[Stored data]
# # # #

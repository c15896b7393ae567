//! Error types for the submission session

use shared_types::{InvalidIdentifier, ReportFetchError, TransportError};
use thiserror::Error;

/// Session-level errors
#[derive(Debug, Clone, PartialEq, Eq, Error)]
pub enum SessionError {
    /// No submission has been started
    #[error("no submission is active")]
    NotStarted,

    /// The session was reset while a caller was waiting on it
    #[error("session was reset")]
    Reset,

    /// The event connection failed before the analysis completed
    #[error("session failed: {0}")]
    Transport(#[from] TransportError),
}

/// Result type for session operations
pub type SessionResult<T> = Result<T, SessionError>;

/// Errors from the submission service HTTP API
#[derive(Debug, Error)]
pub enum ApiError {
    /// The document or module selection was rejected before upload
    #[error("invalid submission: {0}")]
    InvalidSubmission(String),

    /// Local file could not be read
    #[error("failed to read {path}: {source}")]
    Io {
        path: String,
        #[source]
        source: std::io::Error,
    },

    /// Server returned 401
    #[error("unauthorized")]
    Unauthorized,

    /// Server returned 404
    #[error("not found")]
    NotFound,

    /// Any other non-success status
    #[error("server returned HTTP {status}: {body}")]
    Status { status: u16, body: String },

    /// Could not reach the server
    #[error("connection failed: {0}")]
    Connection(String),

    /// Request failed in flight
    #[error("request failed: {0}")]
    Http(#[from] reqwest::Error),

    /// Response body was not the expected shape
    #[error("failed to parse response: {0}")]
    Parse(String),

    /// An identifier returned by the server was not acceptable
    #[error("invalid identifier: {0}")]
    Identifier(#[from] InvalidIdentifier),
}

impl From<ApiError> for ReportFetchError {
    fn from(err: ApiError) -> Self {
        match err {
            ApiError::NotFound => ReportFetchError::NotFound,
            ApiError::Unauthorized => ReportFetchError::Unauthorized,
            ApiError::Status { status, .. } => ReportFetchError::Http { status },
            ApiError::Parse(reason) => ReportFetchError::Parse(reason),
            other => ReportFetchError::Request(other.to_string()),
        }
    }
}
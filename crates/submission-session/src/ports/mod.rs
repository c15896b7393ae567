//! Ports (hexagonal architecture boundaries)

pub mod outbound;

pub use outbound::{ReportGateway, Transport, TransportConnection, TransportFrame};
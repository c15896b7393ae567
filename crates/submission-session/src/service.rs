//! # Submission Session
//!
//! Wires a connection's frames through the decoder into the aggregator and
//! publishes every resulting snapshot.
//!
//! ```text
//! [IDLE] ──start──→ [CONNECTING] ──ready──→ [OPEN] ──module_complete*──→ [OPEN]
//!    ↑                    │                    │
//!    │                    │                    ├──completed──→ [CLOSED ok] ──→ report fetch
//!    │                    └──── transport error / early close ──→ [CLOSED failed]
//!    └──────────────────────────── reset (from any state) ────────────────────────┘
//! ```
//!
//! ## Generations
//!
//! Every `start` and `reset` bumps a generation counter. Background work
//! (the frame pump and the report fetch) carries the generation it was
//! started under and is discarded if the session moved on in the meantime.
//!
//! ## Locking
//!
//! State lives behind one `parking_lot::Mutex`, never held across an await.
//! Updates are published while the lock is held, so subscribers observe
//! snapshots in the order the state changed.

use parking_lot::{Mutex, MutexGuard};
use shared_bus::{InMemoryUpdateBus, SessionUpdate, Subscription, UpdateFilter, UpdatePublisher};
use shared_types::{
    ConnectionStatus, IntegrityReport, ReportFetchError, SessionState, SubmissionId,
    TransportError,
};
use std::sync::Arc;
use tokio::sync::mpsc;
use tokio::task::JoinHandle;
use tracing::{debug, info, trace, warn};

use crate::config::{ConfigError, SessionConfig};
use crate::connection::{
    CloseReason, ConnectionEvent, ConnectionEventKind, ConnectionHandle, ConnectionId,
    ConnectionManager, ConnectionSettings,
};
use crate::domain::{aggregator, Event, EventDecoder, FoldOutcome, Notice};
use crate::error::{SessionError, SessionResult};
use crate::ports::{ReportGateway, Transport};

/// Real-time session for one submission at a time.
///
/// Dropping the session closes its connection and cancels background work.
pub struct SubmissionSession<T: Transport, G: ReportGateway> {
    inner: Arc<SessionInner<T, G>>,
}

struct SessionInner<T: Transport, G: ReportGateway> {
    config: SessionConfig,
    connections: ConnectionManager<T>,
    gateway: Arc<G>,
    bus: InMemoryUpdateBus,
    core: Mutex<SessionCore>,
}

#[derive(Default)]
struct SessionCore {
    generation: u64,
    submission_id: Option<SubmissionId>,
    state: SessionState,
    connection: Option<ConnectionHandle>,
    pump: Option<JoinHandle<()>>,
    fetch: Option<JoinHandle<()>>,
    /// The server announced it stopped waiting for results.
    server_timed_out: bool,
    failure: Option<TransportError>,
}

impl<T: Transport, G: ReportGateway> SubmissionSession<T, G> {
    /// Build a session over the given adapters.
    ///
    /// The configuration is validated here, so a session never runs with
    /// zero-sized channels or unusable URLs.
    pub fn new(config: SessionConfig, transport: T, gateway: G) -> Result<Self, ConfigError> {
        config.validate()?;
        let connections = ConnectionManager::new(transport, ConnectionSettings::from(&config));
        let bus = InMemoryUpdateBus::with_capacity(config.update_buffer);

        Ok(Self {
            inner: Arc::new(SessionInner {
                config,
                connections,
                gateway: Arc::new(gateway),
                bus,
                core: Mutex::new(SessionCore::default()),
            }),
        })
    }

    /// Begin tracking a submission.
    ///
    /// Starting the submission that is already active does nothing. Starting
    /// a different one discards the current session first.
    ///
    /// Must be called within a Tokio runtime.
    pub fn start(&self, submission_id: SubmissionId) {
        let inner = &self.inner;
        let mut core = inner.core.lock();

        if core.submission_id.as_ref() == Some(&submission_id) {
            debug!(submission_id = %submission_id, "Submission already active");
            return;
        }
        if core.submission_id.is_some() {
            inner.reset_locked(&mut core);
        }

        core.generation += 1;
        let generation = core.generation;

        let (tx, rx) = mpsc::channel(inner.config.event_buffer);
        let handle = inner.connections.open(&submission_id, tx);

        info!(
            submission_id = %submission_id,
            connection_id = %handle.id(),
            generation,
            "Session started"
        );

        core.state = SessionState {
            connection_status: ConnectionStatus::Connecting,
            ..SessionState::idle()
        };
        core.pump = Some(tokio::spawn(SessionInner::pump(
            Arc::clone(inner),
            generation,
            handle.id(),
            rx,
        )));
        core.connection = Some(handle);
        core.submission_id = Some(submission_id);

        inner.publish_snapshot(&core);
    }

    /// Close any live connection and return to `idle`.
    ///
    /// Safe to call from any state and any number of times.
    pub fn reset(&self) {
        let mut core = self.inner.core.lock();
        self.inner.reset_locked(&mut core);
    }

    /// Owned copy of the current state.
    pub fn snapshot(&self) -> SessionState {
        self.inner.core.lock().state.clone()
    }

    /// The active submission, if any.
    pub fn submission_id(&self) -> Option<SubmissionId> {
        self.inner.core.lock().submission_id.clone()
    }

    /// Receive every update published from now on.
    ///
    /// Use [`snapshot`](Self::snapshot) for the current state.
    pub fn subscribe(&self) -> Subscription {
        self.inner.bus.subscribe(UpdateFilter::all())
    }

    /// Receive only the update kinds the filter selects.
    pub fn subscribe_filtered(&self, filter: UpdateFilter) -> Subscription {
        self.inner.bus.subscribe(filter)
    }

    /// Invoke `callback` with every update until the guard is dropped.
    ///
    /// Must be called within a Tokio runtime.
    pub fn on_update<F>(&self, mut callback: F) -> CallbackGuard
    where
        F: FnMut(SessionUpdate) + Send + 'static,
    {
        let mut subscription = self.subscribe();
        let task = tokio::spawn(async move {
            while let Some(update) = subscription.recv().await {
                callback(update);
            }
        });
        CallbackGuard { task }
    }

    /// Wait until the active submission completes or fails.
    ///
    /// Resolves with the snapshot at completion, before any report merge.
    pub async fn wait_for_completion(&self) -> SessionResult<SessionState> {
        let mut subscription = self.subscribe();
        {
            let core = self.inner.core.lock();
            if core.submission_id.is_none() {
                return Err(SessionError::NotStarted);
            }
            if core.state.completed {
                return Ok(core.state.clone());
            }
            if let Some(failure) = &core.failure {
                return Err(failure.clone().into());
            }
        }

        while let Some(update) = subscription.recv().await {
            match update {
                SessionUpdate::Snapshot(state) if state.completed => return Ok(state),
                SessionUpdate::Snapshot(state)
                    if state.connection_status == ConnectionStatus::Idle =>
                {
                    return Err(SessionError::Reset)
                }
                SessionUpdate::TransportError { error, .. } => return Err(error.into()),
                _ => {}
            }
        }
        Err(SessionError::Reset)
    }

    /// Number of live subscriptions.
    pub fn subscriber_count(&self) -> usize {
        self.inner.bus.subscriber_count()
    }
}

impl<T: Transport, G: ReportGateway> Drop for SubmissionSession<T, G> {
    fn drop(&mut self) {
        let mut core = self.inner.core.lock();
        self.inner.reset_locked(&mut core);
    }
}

# # # #

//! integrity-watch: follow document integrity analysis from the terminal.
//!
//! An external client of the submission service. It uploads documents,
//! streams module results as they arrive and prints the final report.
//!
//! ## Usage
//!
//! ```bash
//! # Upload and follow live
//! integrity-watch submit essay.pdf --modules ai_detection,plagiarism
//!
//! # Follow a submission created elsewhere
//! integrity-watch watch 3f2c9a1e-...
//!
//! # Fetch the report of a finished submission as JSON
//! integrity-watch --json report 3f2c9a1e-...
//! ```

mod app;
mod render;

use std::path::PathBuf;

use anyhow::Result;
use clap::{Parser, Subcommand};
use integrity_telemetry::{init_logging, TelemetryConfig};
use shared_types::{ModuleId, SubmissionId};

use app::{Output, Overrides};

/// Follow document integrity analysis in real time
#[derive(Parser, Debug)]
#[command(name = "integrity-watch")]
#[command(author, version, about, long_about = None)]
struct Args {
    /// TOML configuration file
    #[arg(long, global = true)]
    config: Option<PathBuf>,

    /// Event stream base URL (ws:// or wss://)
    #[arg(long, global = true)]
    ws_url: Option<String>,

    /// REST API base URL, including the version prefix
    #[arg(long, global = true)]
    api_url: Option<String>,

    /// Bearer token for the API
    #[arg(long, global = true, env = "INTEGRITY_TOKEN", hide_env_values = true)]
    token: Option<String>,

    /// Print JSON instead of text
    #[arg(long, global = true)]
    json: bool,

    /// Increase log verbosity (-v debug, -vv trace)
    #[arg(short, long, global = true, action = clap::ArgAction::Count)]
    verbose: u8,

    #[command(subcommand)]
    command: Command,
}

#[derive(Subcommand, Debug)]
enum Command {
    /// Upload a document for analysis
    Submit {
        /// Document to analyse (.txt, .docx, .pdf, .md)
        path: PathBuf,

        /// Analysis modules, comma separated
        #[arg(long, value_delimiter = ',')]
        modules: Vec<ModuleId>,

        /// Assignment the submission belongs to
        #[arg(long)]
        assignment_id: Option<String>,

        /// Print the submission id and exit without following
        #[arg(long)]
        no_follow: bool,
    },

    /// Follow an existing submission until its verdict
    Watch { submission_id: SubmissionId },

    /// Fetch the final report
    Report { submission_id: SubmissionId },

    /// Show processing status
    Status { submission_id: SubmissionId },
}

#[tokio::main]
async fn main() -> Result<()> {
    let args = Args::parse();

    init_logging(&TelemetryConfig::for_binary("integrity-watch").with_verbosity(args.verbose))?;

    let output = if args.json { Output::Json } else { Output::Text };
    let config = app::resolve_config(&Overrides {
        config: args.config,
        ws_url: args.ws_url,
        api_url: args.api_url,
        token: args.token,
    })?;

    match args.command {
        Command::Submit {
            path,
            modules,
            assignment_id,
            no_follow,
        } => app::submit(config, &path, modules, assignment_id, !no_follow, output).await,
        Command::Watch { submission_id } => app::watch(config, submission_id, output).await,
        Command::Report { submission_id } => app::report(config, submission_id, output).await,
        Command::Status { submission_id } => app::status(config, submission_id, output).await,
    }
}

# # # #

**TASK DESCRIPTION**: When the line with "waiting on it" is reached in the data above, start copying there, and copy each line exactly until the line with "failed in flight" has been copied; copy nothing else.

**RESPONSE**:
    /// The session was reset while a caller was waiting on it
    #[error("session was reset")]
    Reset,

    /// The event connection failed before the analysis completed
    #[error("session failed: {0}")]
    Transport(#[from] TransportError),
}

/// Result type for session operations
pub type SessionResult<T> = Result<T, SessionError>;

/// Errors from the submission service HTTP API
#[derive(Debug, Error)]
pub enum ApiError {
    /// The document or module selection was rejected before upload
    #[error("invalid submission: {0}")]
    InvalidSubmission(String),

    /// Local file could not be read
    #[error("failed to read {path}: {source}")]
    Io {
        path: String,
        #[source]
        source: std::io::Error,
    },

    /// Server returned 401
    #[error("unauthorized")]
    Unauthorized,

    /// Server returned 404
    #[error("not found")]
    NotFound,

    /// Any other non-success status
    #[error("server returned HTTP {status}: {body}")]
    Status { status: u16, body: String },

    /// Could not reach the server
    #[error("connection failed: {0}")]
    Connection(String),

    /// Request failed in flight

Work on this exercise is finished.